![]() | Sustaining the Future. Economic, Social, and Environmental Change in Sub-Saharan Africa (UNU, 1996, 365 p.) |
![]() | ![]() | Introduction |
The major issue in resource management is agriculture, which is still the leading productive sector by value and employment in most SubSaharan countries. It is also a source of concern, given the high rates of population increase and the evidence of widespread and recurring hunger, accompanied in several countries by dependence on food imports. Agricultural exports are also needed to repay debt, to pay debt service charges and import costs, and to pay in part the costs of investment. In the past two decades, increases in crop production and yields have been small, and modern intensive agricultural technologies have not been easily adopted by Africa's resource-poor farmers, many of whom are women, barely able to cope with highly variable rainfall, poor soils, and the damage inflicted by pests and diseases. Most success in developing sustainable agricultural production systems has been derived from the application of traditional methods that mimic natural ecosystems but that, for major yield increases, may need the support of biotechnology and investment in gene-related research.
The livestock industry has a smaller output volume and value than crop production, in part owing to the poverty of most African consumers, although, before the recession of the past decade and the financial restrictions of some economic reform programmes, demand had been rising in some areas faster than the increases in output.

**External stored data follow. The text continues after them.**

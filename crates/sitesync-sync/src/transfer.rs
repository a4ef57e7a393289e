//! Single file transfers between the active site and a remote site
//!
//! A file of a representation is stored as a root template such as
//! `{root[work]}/shots/sh010/scene.ma`. Both sides resolve the template
//! with their own roots: the local side through the local drive provider,
//! the remote side through the remote site's provider.
//!
//! Changes to the remote folder structure are serialized through
//! [`SiteContext`]; the transfers themselves run concurrently.

use std::collections::BTreeMap;
use std::path::PathBuf;
use std::sync::Arc;

use sitesync_core::config::{Config, SitePresets};
use sitesync_core::domain::paths::parent_of;
use sitesync_core::domain::{PathTree, ProviderError, TransferOutcome};
use sitesync_core::ports::{IAnatomy, IRemoteProvider, ITransferObserver};
use tokio::sync::Mutex;
use tracing::{debug, info, instrument, warn};

use crate::factory::ProviderFactory;
use crate::local_drive;

/// Sites taking part in the synchronization of one project
pub struct SiteContext {
    pub project: String,
    /// Site of this machine
    pub local_site: String,
    pub remote_site: String,
    sites: BTreeMap<String, SitePresets>,
    anatomy: Option<Arc<dyn IAnatomy>>,
    structure_lock: Mutex<()>,
}

impl SiteContext {
    pub fn new(
        project: impl Into<String>,
        local_site: impl Into<String>,
        remote_site: impl Into<String>,
    ) -> Self {
        Self {
            project: project.into(),
            local_site: local_site.into(),
            remote_site: remote_site.into(),
            sites: BTreeMap::new(),
            anatomy: None,
            structure_lock: Mutex::new(()),
        }
    }

    /// Context of the project, sites and presets named in `config`
    pub fn from_config(config: &Config) -> Self {
        let mut context = Self::new(
            config.sync.project.clone(),
            config.sync.active_site.clone(),
            config.sync.remote_site.clone(),
        );
        context.sites = config.sites.clone();
        context
    }

    pub fn with_site(mut self, site: impl Into<String>, presets: SitePresets) -> Self {
        self.sites.insert(site.into(), presets);
        self
    }

    pub fn with_anatomy(mut self, anatomy: Arc<dyn IAnatomy>) -> Self {
        self.anatomy = Some(anatomy);
        self
    }

    pub fn presets(&self, site: &str) -> Option<&SitePresets> {
        self.sites.get(site)
    }

    /// Provider code serving `site`; unconfigured sites are local drives
    pub fn provider_code(&self, site: &str) -> &str {
        self.presets(site)
            .map(|p| p.provider.as_str())
            .unwrap_or(local_drive::CODE)
    }

    pub fn anatomy(&self) -> Option<&dyn IAnatomy> {
        self.anatomy.as_deref()
    }

    /// Instantiates the provider of `site`
    pub async fn provider(
        &self,
        factory: &ProviderFactory,
        site: &str,
        tree: Option<PathTree>,
    ) -> Result<Box<dyn IRemoteProvider>, ProviderError> {
        factory
            .get_provider(
                self.provider_code(site),
                &self.project,
                site,
                tree,
                self.presets(site).cloned(),
            )
            .await
    }
}

/// Resolves `file_path` to the local path and, given a remote provider,
/// the remote path
///
/// The remote path is empty when `remote` is `None`.
pub async fn resolve_paths(
    factory: &ProviderFactory,
    context: &SiteContext,
    file_path: &str,
    remote: Option<&dyn IRemoteProvider>,
) -> Result<(PathBuf, String), ProviderError> {
    let remote_path = match remote {
        Some(provider) => provider.resolve_path(file_path, None, context.anatomy())?,
        None => String::new(),
    };

    let local = factory
        .get_provider(
            local_drive::CODE,
            &context.project,
            &context.local_site,
            None,
            context.presets(&context.local_site).cloned(),
        )
        .await?;
    let local_path = local.resolve_path(file_path, None, context.anatomy())?;

    Ok((PathBuf::from(local_path), remote_path))
}

fn ensure_active(provider: &dyn IRemoteProvider) -> Result<(), ProviderError> {
    if provider.is_active() {
        Ok(())
    } else {
        Err(ProviderError::Inactive(provider.site().to_string()))
    }
}

/// Stores the provider's current path tree in `tree`
///
/// Providers addressing folders by path keep `tree` as it is.
async fn hand_back_tree(remote: &dyn IRemoteProvider, tree: &mut Option<PathTree>) {
    match remote.get_tree().await {
        Ok(Some(current)) => *tree = Some(current),
        Ok(None) => {}
        Err(e) => debug!(site = remote.site(), error = %e, "Path tree not handed back"),
    }
}

/// Uploads one file of a representation to the remote site
///
/// Overwrites an existing remote file. `tree` is the remote site's cached
/// path tree, if any; on return it holds the tree of this call's provider
/// instance, including folders it created, for the next instance to reuse.
#[instrument(skip(factory, context, tree, observer), fields(site = %context.remote_site))]
pub async fn upload_file(
    factory: &ProviderFactory,
    context: &SiteContext,
    file_path: &str,
    tree: &mut Option<PathTree>,
    observer: &dyn ITransferObserver,
) -> Result<TransferOutcome, ProviderError> {
    let (remote, local_path, remote_path) = {
        let _structure = context.structure_lock.lock().await;

        let remote = context
            .provider(factory, &context.remote_site, tree.clone())
            .await?;
        ensure_active(remote.as_ref())?;
        let (local_path, remote_path) =
            resolve_paths(factory, context, file_path, Some(remote.as_ref())).await?;

        let target_folder = parent_of(&remote_path);
        let folder_id = remote.create_folder(target_folder).await?;
        hand_back_tree(remote.as_ref(), tree).await;
        if folder_id.is_empty() {
            return Err(ProviderError::NotADirectory(format!(
                "Folder {} wasn't created. Check permissions.",
                target_folder
            )));
        }
        debug!(folder = target_folder, id = %folder_id, "Remote folder ready");
        (remote, local_path, remote_path)
    };

    let outcome = remote
        .upload_file(&local_path, &remote_path, observer, true)
        .await?;
    info!(
        "Uploaded {} -> {} on {}",
        local_path.display(),
        remote_path,
        context.remote_site
    );
    Ok(outcome)
}

/// Downloads one file of a representation from the remote site to the
/// active site
///
/// Overwrites an existing local file. `tree` is handed over and back as in
/// [`upload_file`].
#[instrument(skip(factory, context, tree, observer), fields(site = %context.remote_site))]
pub async fn download_file(
    factory: &ProviderFactory,
    context: &SiteContext,
    file_path: &str,
    tree: &mut Option<PathTree>,
    observer: &dyn ITransferObserver,
) -> Result<TransferOutcome, ProviderError> {
    let (remote, local_path, remote_path) = {
        let _structure = context.structure_lock.lock().await;

        let remote = context
            .provider(factory, &context.remote_site, tree.clone())
            .await?;
        ensure_active(remote.as_ref())?;
        let (local_path, remote_path) =
            resolve_paths(factory, context, file_path, Some(remote.as_ref())).await?;

        if let Some(folder) = local_path.parent().filter(|p| !p.as_os_str().is_empty()) {
            tokio::fs::create_dir_all(folder).await?;
        }
        (remote, local_path, remote_path)
    };

    let result = remote
        .download_file(&remote_path, &local_path, observer, true)
        .await;
    hand_back_tree(remote.as_ref(), tree).await;
    let outcome = result?;
    info!(
        "Downloaded {} -> {} from {}",
        remote_path,
        local_path.display(),
        context.remote_site
    );
    Ok(outcome)
}

/// True when the provider of `site` comes up active
pub async fn site_is_working(factory: &ProviderFactory, context: &SiteContext, site: &str) -> bool {
    match context.provider(factory, site, None).await {
        Ok(provider) => provider.is_active(),
        Err(e) => {
            warn!(site, error = %e, "Site is not configured");
            false
        }
    }
}

/// Local path of `file_path` on the active site
pub async fn local_path_of(
    factory: &ProviderFactory,
    context: &SiteContext,
    file_path: &str,
) -> Result<PathBuf, ProviderError> {
    let (local, _) = resolve_paths(factory, context, file_path, None).await?;
    Ok(local)
}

Increased production of meat and livestock products to satisfy future higher demand levels will require a more sedentary livestock-raising system and changes in land ownership, accompanied by lower stocking densities on open range land in order to create a more sustainable use of environment. There are, however, problems of social and cultural change in order that livestock owners can introduce the pasture plants developed by scientists and that are adapted to the agroecological zones of Sub-Saharan Africa. Other important changes required for sustainable, more sedentary systems include land tenure, infrastructures, and credit facilities. Genetic considerations are also just as important as the feed resource base. Whereas the objective of many governments is the sedentarization of herd owners in order to utilize the available technologies for increased intensity of production, the herd owners may have the different objective of developing their herds as capital and maximizing the numbers of their stock.

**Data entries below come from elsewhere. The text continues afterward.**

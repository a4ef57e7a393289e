//! Result of a single file transfer

use serde::{Deserialize, Serialize};

/// Outcome of an upload or download that did not fail hard
///
/// Hard failures (missing source, conflict, permission, pause) are
/// [`ProviderError`](super::errors::ProviderError)s. `RetryLater` is the soft
/// failure the sync loop answers by trying the same file again next loop.
#[derive(Debug, Clone, PartialEq, Eq, Serialize, Deserialize)]
#[serde(tag = "status", content = "value", rename_all = "snake_case")]
pub enum TransferOutcome {
    /// Transfer finished; carries the provider file id, remote path or
    /// target file name depending on the provider
    Completed(String),
    /// Transient backend condition, nothing was committed
    RetryLater,
}

impl TransferOutcome {
    pub fn is_completed(&self) -> bool {
        matches!(self, TransferOutcome::Completed(_))
    }

    /// Returns the completion value, if any
    pub fn value(&self) -> Option<&str> {
        match self {
            TransferOutcome::Completed(value) => Some(value),
            TransferOutcome::RetryLater => None,
        }
    }
}

impl std::fmt::Display for TransferOutcome {
    fn fmt(&self, f: &mut std::fmt::Formatter<'_>) -> std::fmt::Result {
        match self {
            TransferOutcome::Completed(value) => write!(f, "completed: {}", value),
            TransferOutcome::RetryLater => write!(f, "retry later"),
        }
    }
}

The rural population has to depend mainly on local resources, and the urban population, although consuming a high proportion of imported food, yet tends to depend on local wood fuels for its chief source of energy. The increasing demand for fuelwood is putting pressure on the producing rural areas and on the sustainability of farmed and forested environments. Policies aiming to reduce food imports and achieve food self-sufficiency, combined with policies to expand agricultural exports, are being achieved mainly at the expense of forest and woodland, producing fuelwood as a by-product, rather than by increased production intensity and higher yields. Rising urban fuelwood demand and rising prices have encouraged localized forest or woodland degradation. In the near future, with the poor prognosis for industrial expansion and the environmental pressures associated in many African countries with recession, greater demands on rural resources are likely, including increased dependence on agriculture to maintain employment, provide food and fuel, and achieve some economic growth.
One resource-based alternative to agriculture, pastoralism, and fuelwood production in order to provide an engine for development and economic growth is mining. In many Sub-Saharan countries, mining provides a vital export industry, although the hope of developing downstream industries for import substitution has failed in most cases. Environmental damage from mining activities has become an increasing problem, adding to operational costs at a time of competitive difficulty. Africa is endowed with enormous mineral potential, but in the past two decades has mostly missed the investment boom of international finance in mineral exploitation and development, apart from oil, and needs to attract the large mining companies back, encouraged by a more receptive attitude amongst African governments. However, the Republic of South Africa, with the most successful development of mining in Sub-Saharan Africa and a minerals industry sector that is the backbone of the rest of the economy, has a mining industry fully integrated into the domestic economy and largely without "enclave" or "offshore" transnational enterprises.